Maribel went pink and gave a little sensual wriggle below the sheet. It would have been true to say that she had not been slow to take advantage of his presence and his amazing stamina.
‘I take it that’s a no?’
Only the sight of herself in her wedding gown on a television screen could have distracted Maribel at that instant. She gaped. ‘My goodness…doesn’t the dress look marvellous?’
‘It wasn’t the dress, it was you, kardoula mou,’ Leonidas asserted. ‘But I can’t believe you’re watching rubbish like that.’
‘It’s more fun than the business news…’ Her teasing voice tailed away to a dying whisper because she was listening to the presenter.
“Predictably Leonidas Pallis enjoyed his final days of freedom with a wild stag party on the Torrente yacht, Diva Queen.”
A party attended by a bunch of naked women, Maribel registered in horror.

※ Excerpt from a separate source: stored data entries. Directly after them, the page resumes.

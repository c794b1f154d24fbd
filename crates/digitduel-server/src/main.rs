//! digitduel server.
//!
//! Listens on `DIGITDUEL_ADDR` if set (a full `host:port`), otherwise on
//! `0.0.0.0:$PORT`, with `PORT` defaulting to 3000. Log verbosity follows
//! `RUST_LOG` and defaults to `info`.

use digitduel::prelude::*;
use tracing_subscriber::EnvFilter;

const DEFAULT_PORT: u16 = 3000;

fn bind_addr() -> String {
    if let Ok(addr) = std::env::var("DIGITDUEL_ADDR") {
        return addr;
    }
    let port = std::env::var("PORT")
        .ok()
        .and_then(|p| p.parse::<u16>().ok())
        .unwrap_or(DEFAULT_PORT);
    format!("0.0.0.0:{port}")
}

#[tokio::main]
async fn main() -> Result<(), DuelError> {
    tracing_subscriber::fmt()
        .with_env_filter(
            EnvFilter::try_from_default_env()
                .unwrap_or_else(|_| EnvFilter::new("info")),
        )
        .init();

    let addr = bind_addr();
    tracing::info!(%addr, "starting digitduel server");

    let server = DuelServerBuilder::new().bind(&addr).build().await?;
    server.run().await
}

Although the presenter didn’t specifically mention naked women, Maribel’s eyes were glued to the screen and she saw a bare-breasted female dancing on deck and another diving off the yacht in what appeared to be her birthday suit…
‘Shut up!’ she shouted at Leonidas when his attempted vocal intervention threatened to prevent her from hearing the rest of the item. There was a disturbing reference to the existence of more intimate photos which, it was hinted, were unsuitable for general viewing.
‘Give me that…’ Leonidas lunged for the remote, but Maribel got there first, throwing herself bodily over the top of it. Unfortunately while she won that potential struggle she also accidentally hit the off button.
‘You rat!’ she exclaimed sickly as she pushed herself back up onto her knees. ‘So you don’t do orgies? What were you doing on that yacht?’
‘Not what you obviously think,’ Leonidas countered with a composure that she felt could only add insult to injury. ‘Every move I make is sensationalised.’
‘A naked woman is a naked woman, and as sensational as things need to get to offend me!’ Maribel launched back at him.
‘You have to stop believing implicitly in what you see and what you read. Photos and stories can be fabricated.’
‘What about the pictures unsuitable for general viewing?’
‘If you really want to push this to the limits, I can show you them as well.’ Classic profile forbidding and taut, Leonidas hauled on a pair of faded jeans.
‘I want to see them.’
That news spelt out in clear defiance of his wishes, which only made her all the more suspicious, Maribel went into the dressing room to rifle cupboards and drawers for clothing. She was acting on automatic pilot. She was trying to build up the strength to deal with the situation, praying that a momentary respite would rescue her brain and her common sense from the feverish emotional grip of anger, fear and pain.
Leonidas wasn’t acting as though he had done something wrong. But then, had she ever seen Leonidas act in a guilty manner? And why should he even feel guilty? Why was it only now that she was remembering that he had still not given her an answer to the choice she had given him a month earlier? A platonic marriage in which he would retain his freedom or marital monogamy. Was this his answer? Or just another attention-grabbing paparazzi spread that a sensible woman would rise above and disbelieve as Tilda had suggested? Although Maribel couldn’t help feeling that it was rather easier for Tilda to have taken that stance when her own husband was not involved.